Before we get to the negative, which I’m sure you’re anticipating, how about a positive? Connecting empathetically with another person, even via a screen, releases oxytocin in our brains, which is the feel-good hormone sometimes called the “love hormone.” It is responsible for igniting feelings of cooperation, connection, and creative collaboration. With so many people connected via the Internet, we’ve experienced a global rise in creative endeavors fueled by collaborative efforts.
But the news isn’t all good. When unchecked, our happy neurotransmitters (oxytocin among them) can create an insatiable dependency. That is to say that a person needs an ever-increasing amount of screen time to induce the same feel-good experience they had before. This is the definition of addiction.
Children are particularly vulnerable to the negative effects of too much screen time. Turning on the TV, playing video games, or trolling social media is easily accessible, and can provide relief from the pressures of school. It’s not easy to resist the temptation to escape into a screen, or to make different choices than the mainstream culture, which endorses heavy screen use.
But there are some very good reasons to resist:
1. Brain Development
When a child spends too much time with a screen, it affects the delicate balance of chemicals and hormones in their developing brains. Screens are an environmental cause of what can appear to be clinical depression or ADHD, among other mental-health disorders.
Tip: Take a screen fast. Eliminate electronics completely from your child’s life for several weeks and observe what changes this makes in their mental health and behavior. Then, if you choose to reintroduce screens, do so sparingly, like for thirty minutes to an hour a day.
2. Irregular sleep patterns
The light from screens offsets the melatonin in our bodies, which is what cues us that it is time to sleep. Disrupted sleep and insufficient sleep are the source of many other troubles, especially for children.
Tip: Remove screens from bedrooms. Don’t allow children to take portable electronic devices like tablets and phones to bed with them.
3. Exposure to violence, inappropriate content, and misinformation
The most common source of aggression is modeled on TV. That includes both overt violence like assault and indirect violence like racist, classist, and sexist references. When kids engage with screens, their abilities to think critically and make value judgments are impaired. They can easily absorb and adopt values and behaviors from the content they are watching.

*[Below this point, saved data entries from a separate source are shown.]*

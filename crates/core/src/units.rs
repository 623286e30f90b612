//! Writes systemd and networkd unit files and drop-ins, then applies a
//! systemd unit's enable/disable/mask side effects (§4.7 "Units
//! Orchestrator"). Runs after filesystem materialization, against the
//! stage's top-level destination root rather than a per-[`filesstage_config::Filesystem`]
//! mount scope.

use cap_std_ext::cap_std::fs::Dir;
use filesstage_config::{Dropin, File, FileContents, Networkd, NetworkdUnit, Node, Systemd, Unit};

use crate::dataurl;
use crate::entry::Fetcher;
use crate::error::StageError;

/// Translates unit/drop-in descriptors into [`File`]s, and applies a systemd
/// unit's enable/disable/mask side effects (§6 "Unit writer helpers").
///
/// The translation methods have a default implementation, since turning a
/// unit descriptor into a `File` is a pure data transform; enabling, disabling,
/// and masking genuinely touch the host (symlinks under `.wants`, `/dev/null`
/// masks) and are left to the implementor.
pub trait UnitWriter {
    fn unit_file(&self, unit: &Unit) -> File {
        literal_file(format!("etc/systemd/system/{}", unit.name), &unit.contents)
    }

    fn unit_dropin_file(&self, unit: &Unit, dropin: &Dropin) -> File {
        literal_file(
            format!("etc/systemd/system/{}.d/{}", unit.name, dropin.name),
            &dropin.contents,
        )
    }

    fn networkd_unit_file(&self, unit: &NetworkdUnit) -> File {
        literal_file(format!("etc/systemd/network/{}", unit.name), &unit.contents)
    }

    fn networkd_unit_dropin_file(&self, unit: &NetworkdUnit, dropin: &Dropin) -> File {
        literal_file(
            format!("etc/systemd/network/{}.d/{}", unit.name, dropin.name),
            &dropin.contents,
        )
    }

    /// Symlink `unit` into the `.wants` directory of whatever it's wanted by.
    fn enable_unit(&self, unit: &Unit) -> anyhow::Result<()>;
    /// Remove `unit` from every `.wants` directory that references it.
    fn disable_unit(&self, unit: &Unit) -> anyhow::Result<()>;
    /// Symlink `unit` to `/dev/null`.
    fn mask_unit(&self, unit: &Unit) -> anyhow::Result<()>;
}

fn literal_file(path: String, contents: &str) -> File {
    File {
        node: Node::new("root", path),
        contents: FileContents {
            sources: vec![dataurl::encode(contents)],
            verification: None,
        },
        append: false,
    }
}

/// Write every unit and drop-in, then apply systemd's enable/disable/mask
/// lifecycle (§4.7). `root` is the stage's top-level destination, already
/// mounted by an earlier out-of-scope stage.
pub fn run(
    systemd: &Systemd,
    networkd: &Networkd,
    writer: &dyn UnitWriter,
    fetcher: &dyn Fetcher,
    root: &Dir,
) -> Result<(), StageError> {
    for unit in &systemd.units {
        write_systemd_unit(unit, writer, fetcher, root)?;

        if unit.enable {
            tracing::warn!(unit = %unit.name, "`enable` is deprecated in favor of `enabled`");
            writer
                .enable_unit(unit)
                .map_err(|source| unit_err(&unit.name, source))?;
        }

        match unit.enabled {
            Some(true) => writer
                .enable_unit(unit)
                .map_err(|source| unit_err(&unit.name, source))?,
            Some(false) => writer
                .disable_unit(unit)
                .map_err(|source| unit_err(&unit.name, source))?,
            None => {}
        }

        if unit.mask {
            writer
                .mask_unit(unit)
                .map_err(|source| unit_err(&unit.name, source))?;
        }
    }

    for unit in &networkd.units {
        write_networkd_unit(unit, writer, fetcher, root)?;
    }

    Ok(())
}

fn unit_err(unit: &str, source: anyhow::Error) -> StageError {
    StageError::Unit {
        unit: unit.to_owned(),
        source,
    }
}

fn write_systemd_unit(
    unit: &Unit,
    writer: &dyn UnitWriter,
    fetcher: &dyn Fetcher,
    root: &Dir,
) -> Result<(), StageError> {
    for dropin in &unit.dropins {
        if dropin.contents.is_empty() {
            continue;
        }
        let f = writer.unit_dropin_file(unit, dropin);
        fetcher
            .fetch(root, &f)
            .map_err(|source| unit_err(&unit.name, source))?;
    }
    if !unit.contents.is_empty() {
        let f = writer.unit_file(unit);
        fetcher
            .fetch(root, &f)
            .map_err(|source| unit_err(&unit.name, source))?;
    }
    Ok(())
}

fn write_networkd_unit(
    unit: &NetworkdUnit,
    writer: &dyn UnitWriter,
    fetcher: &dyn Fetcher,
    root: &Dir,
) -> Result<(), StageError> {
    for dropin in &unit.dropins {
        if dropin.contents.is_empty() {
            continue;
        }
        let f = writer.networkd_unit_dropin_file(unit, dropin);
        fetcher
            .fetch(root, &f)
            .map_err(|source| unit_err(&unit.name, source))?;
    }
    if !unit.contents.is_empty() {
        let f = writer.networkd_unit_file(unit);
        fetcher
            .fetch(root, &f)
            .map_err(|source| unit_err(&unit.name, source))?;
    }
    Ok(())
}

#[cfg(test)]
mod tests {
    use super::*;
    use cap_std_ext::cap_std::ambient_authority;
    use cap_std_ext::dirext::CapStdExtDirExt;
    use std::cell::RefCell;

    struct RecordingWriter {
        calls: RefCell<Vec<String>>,
    }

    impl UnitWriter for RecordingWriter {
        fn enable_unit(&self, unit: &Unit) -> anyhow::Result<()> {
            self.calls.borrow_mut().push(format!("enable:{}", unit.name));
            Ok(())
        }
        fn disable_unit(&self, unit: &Unit) -> anyhow::Result<()> {
            self.calls.borrow_mut().push(format!("disable:{}", unit.name));
            Ok(())
        }
        fn mask_unit(&self, unit: &Unit) -> anyhow::Result<()> {
            self.calls.borrow_mut().push(format!("mask:{}", unit.name));
            Ok(())
        }
    }

    struct RecordingFetcher;
    impl Fetcher for RecordingFetcher {
        fn fetch(&self, root: &Dir, file: &File) -> anyhow::Result<()> {
            let bytes = dataurl::decode(&file.contents.sources[0]).unwrap();
            root.create_dir_all(
                camino::Utf8Path::new(file.node.relative_path())
                    .parent()
                    .unwrap()
                    .as_str(),
            )?;
            root.atomic_write(file.node.relative_path(), bytes)?;
            Ok(())
        }
    }

    fn unit(name: &str, enabled: Option<bool>, enable: bool, mask: bool) -> Unit {
        Unit {
            name: name.into(),
            enabled,
            enable,
            mask,
            contents: "[Service]\nExecStart=/bin/true\n".into(),
            dropins: vec![],
        }
    }

    #[test]
    fn enabled_true_enables_and_writes_unit_file() {
        let tmp = tempfile::tempdir().unwrap();
        let root = Dir::open_ambient_dir(tmp.path(), ambient_authority()).unwrap();
        let writer = RecordingWriter {
            calls: RefCell::new(vec![]),
        };
        let systemd = Systemd {
            units: vec![unit("foo.service", Some(true), false, false)],
        };

        run(&systemd, &Networkd::default(), &writer, &RecordingFetcher, &root).unwrap();

        assert_eq!(*writer.calls.borrow(), vec!["enable:foo.service"]);
        assert!(root.try_exists("etc/systemd/system/foo.service").unwrap());
    }

    #[test]
    fn deprecated_enable_flag_also_enables() {
        let tmp = tempfile::tempdir().unwrap();
        let root = Dir::open_ambient_dir(tmp.path(), ambient_authority()).unwrap();
        let writer = RecordingWriter {
            calls: RefCell::new(vec![]),
        };
        let systemd = Systemd {
            units: vec![unit("foo.service", None, true, false)],
        };

        run(&systemd, &Networkd::default(), &writer, &RecordingFetcher, &root).unwrap();

        assert_eq!(*writer.calls.borrow(), vec!["enable:foo.service"]);
    }

    #[test]
    fn mask_runs_independently_of_enabled_state() {
        let tmp = tempfile::tempdir().unwrap();
        let root = Dir::open_ambient_dir(tmp.path(), ambient_authority()).unwrap();
        let writer = RecordingWriter {
            calls: RefCell::new(vec![]),
        };
        let systemd = Systemd {
            units: vec![unit("foo.service", Some(false), false, true)],
        };

        run(&systemd, &Networkd::default(), &writer, &RecordingFetcher, &root).unwrap();

        assert_eq!(
            *writer.calls.borrow(),
            vec!["disable:foo.service", "mask:foo.service"]
        );
    }
}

Tip: Don’t surf for something to watch. Read reviews, talk to friends, and choose shows, movies and video games intentionally. Talk about the content as a family or with friends, affirm the values and behaviors you like, and explain the ones you don’t. That may sound like a lot of work, but the upside is that you’ll automatically use less screen time.
4. Screens make poor company.
Many people use screens out of habit, or because they are uncomfortable with stillness or silence, not because they actually care about what’s on the screen. With children in the home, this habit could be as unhealthy as smoking indoors. Children absorb what they hear and see even when it seems they are not paying attention.
Tip: Listen to instrumental music instead of turning on the TV for background noise at home.
5. Time flies when you’re wasting it.
For everything that you do choose to do, you don’t choose to do something else. A screen can never be as satisfying as other restorative things you and your kids could do for the same amount of time.
Tip: Turn off the TV this evening and do one of these activities instead.
- Create – color, draw, or paint a picture; write a poem; sculpt with clay; cook or bake.
- Go outside – walk, play a sport, sit on a bench.
- Read for pleasure – become a regular at your nearest library.
- Do something helpful for someone else.